[Input data Boundary: Start]

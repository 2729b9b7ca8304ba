use std::ops::Range;

use chrono::{Datelike, NaiveDate};
use plotters::coord::ranged1d::{DefaultFormatting, KeyPointHint, Ranged};
use plotters::coord::types::RangedCoordf64;

use crate::data::model::{date_from_day_number, day_number, SstSeries};

/// Fraction of the data span added on each side of an automatic range.
pub const AUTO_MARGIN: f64 = 0.05;

/// How the y axis of a figure is bounded.
#[derive(Debug, Clone, Copy, PartialEq)]
pub enum YRange {
    /// Data range plus [`AUTO_MARGIN`] padding.
    Auto,
    /// Tight data range, no padding.
    Data,
    Fixed(f64, f64),
}

impl YRange {
    pub fn resolve(self, series: &SstSeries) -> Range<f64> {
        match self {
            YRange::Fixed(lo, hi) => lo..hi,
            YRange::Data => match series.celsius_range() {
                Some((lo, hi)) => widen_if_flat(lo, hi),
                None => 0.0..1.0,
            },
            YRange::Auto => match series.celsius_range() {
                Some((lo, hi)) => padded(lo, hi),
                None => 0.0..1.0,
            },
        }
    }
}

fn widen_if_flat(lo: f64, hi: f64) -> Range<f64> {
    if hi > lo {
        lo..hi
    } else {
        (lo - 0.5)..(hi + 0.5)
    }
}

fn padded(lo: f64, hi: f64) -> Range<f64> {
    let span = hi - lo;
    if span > 0.0 {
        (lo - span * AUTO_MARGIN)..(hi + span * AUTO_MARGIN)
    } else {
        (lo - 0.5)..(hi + 0.5)
    }
}

/// Day-number x range covering the series, with automatic padding.
pub fn day_range(series: &SstSeries) -> Range<f64> {
    match series.date_span() {
        Some((first, last)) => padded(day_number(first), day_number(last)),
        None => 0.0..1.0,
    }
}

/// Tick positions at 1 January of every year inside `range`.
pub fn year_ticks(range: &Range<f64>) -> Vec<f64> {
    let (Some(start), Some(end)) = (
        date_from_day_number(range.start),
        date_from_day_number(range.end),
    ) else {
        return Vec::new();
    };
    (start.year()..=end.year() + 1)
        .filter_map(|y| NaiveDate::from_ymd_opt(y, 1, 1))
        .map(day_number)
        .filter(|d| range.contains(d))
        .collect()
}

/// Year-only tick label for a day number.
pub fn year_label(day: f64) -> String {
    date_from_day_number(day)
        .map(|d| d.year().to_string())
        .unwrap_or_default()
}

// ---------------------------------------------------------------------------
// TickAxis – linear axis with caller-chosen tick positions
// ---------------------------------------------------------------------------

/// A linear `f64` axis whose key points are a fixed list, such as the
/// 1 January positions of [`year_ticks`] or the integer years of the boxplot.
#[derive(Debug, Clone)]
pub struct TickAxis {
    range: Range<f64>,
    ticks: Vec<f64>,
}

impl TickAxis {
    pub fn new(range: Range<f64>, ticks: Vec<f64>) -> Self {
        TickAxis { range, ticks }
    }

    /// At most `max` ticks, evenly thinned when there are more.
    pub fn ticks(&self, max: usize) -> Vec<f64> {
        if max == 0 {
            return Vec::new();
        }
        let step = self.ticks.len().div_ceil(max).max(1);
        self.ticks.iter().copied().step_by(step).collect()
    }
}

impl Ranged for TickAxis {
    type FormatOption = DefaultFormatting;
    type ValueType = f64;

    fn map(&self, value: &f64, limit: (i32, i32)) -> i32 {
        RangedCoordf64::from(self.range.clone()).map(value, limit)
    }

    fn key_points<Hint: KeyPointHint>(&self, hint: Hint) -> Vec<f64> {
        self.ticks(hint.max_num_points())
    }

    fn range(&self) -> Range<f64> {
        self.range.clone()
    }
}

[Input data Boundary: End]

Write the data out again in full. Match it word for word.

repository 2729b9b7ca8304ba
use std::ops::Range;

use chrono::{Datelike, NaiveDate};
use plotters::coord::ranged1d::{DefaultFormatting, KeyPointHint, Ranged};
use plotters::coord::types::RangedCoordf64;

use crate::data::model::{date_from_day_number, day_number, SstSeries};

/// Fraction of the data span added on each side of an automatic range.
pub const AUTO_MARGIN: f64 = 0.05;

/// How the y axis of a figure is bounded.
#[derive(Debug, Clone, Copy, PartialEq)]
pub enum YRange {
    /// Data range plus [`AUTO_MARGIN`] padding.
    Auto,
    /// Tight data range, no padding.
    Data,
    Fixed(f64, f64),
}

impl YRange {
    pub fn resolve(self, series: &SstSeries) -> Range<f64> {
        match self {
            YRange::Fixed(lo, hi) => lo..hi,
            YRange::Data => match series.celsius_range() {
                Some((lo, hi)) => widen_if_flat(lo, hi),
                None => 0.0..1.0,
            },
            YRange::Auto => match series.celsius_range() {
                Some((lo, hi)) => padded(lo, hi),
                None => 0.0..1.0,
            },
        }
    }
}

fn widen_if_flat(lo: f64, hi: f64) -> Range<f64> {
    if hi > lo {
        lo..hi
    } else {
        (lo - 0.5)..(hi + 0.5)
    }
}

fn padded(lo: f64, hi: f64) -> Range<f64> {
    let span = hi - lo;
    if span > 0.0 {
        (lo - span * AUTO_MARGIN)..(hi + span * AUTO_MARGIN)
    } else {
        (lo - 0.5)..(hi + 0.5)
    }
}

/// Day-number x range covering the series, with automatic padding.
pub fn day_range(series: &SstSeries) -> Range<f64> {
    match series.date_span() {
        Some((first, last)) => padded(day_number(first), day_number(last)),
        None => 0.0..1.0,
    }
}

/// Tick positions at 1 January of every year inside `range`.
pub fn year_ticks(range: &Range<f64>) -> Vec<f64> {
    let (Some(start), Some(end)) = (
        date_from_day_number(range.start),
        date_from_day_number(range.end),
    ) else {
        return Vec::new();
    };
    (start.year()..=end.year() + 1)
        .filter_map(|y| NaiveDate::from_ymd_opt(y, 1, 1))
        .map(day_number)
        .filter(|d| range.contains(d))
        .collect()
}

/// Year-only tick label for a day number.
pub fn year_label(day: f64) -> String {
    date_from_day_number(day)
        .map(|d| d.year().to_string())
        .unwrap_or_default()
}

// ---------------------------------------------------------------------------
// TickAxis – linear axis with caller-chosen tick positions
// ---------------------------------------------------------------------------

/// A linear `f64` axis whose key points are a fixed list, such as the
/// 1 January positions of [`year_ticks`] or the integer years of the boxplot.
#[derive(Debug, Clone)]
pub struct TickAxis {
    range: Range<f64>,
    ticks: Vec<f64>,
}

impl TickAxis {
    pub fn new(range: Range<f64>, ticks: Vec<f64>) -> Self {
        TickAxis { range, ticks }
    }

    /// At most `max` ticks, evenly thinned when there are more.
    pub fn ticks(&self, max: usize) -> Vec<f64> {
        if max == 0 {
            return Vec::new();
        }
        let step = self.ticks.len().div_ceil(max).max(1);
        self.ticks.iter().copied().step_by(step).collect()
    }
}

impl Ranged for TickAxis {
    type FormatOption = DefaultFormatting;
    type ValueType = f64;

    fn map(&self, value: &f64, limit: (i32, i32)) -> i32 {
        RangedCoordf64::from(self.range.clone()).map(value, limit)
    }

    fn key_points<Hint: KeyPointHint>(&self, hint: Hint) -> Vec<f64> {
        self.ticks(hint.max_num_points())
    }

    fn range(&self) -> Range<f64> {
        self.range.clone()
    }
}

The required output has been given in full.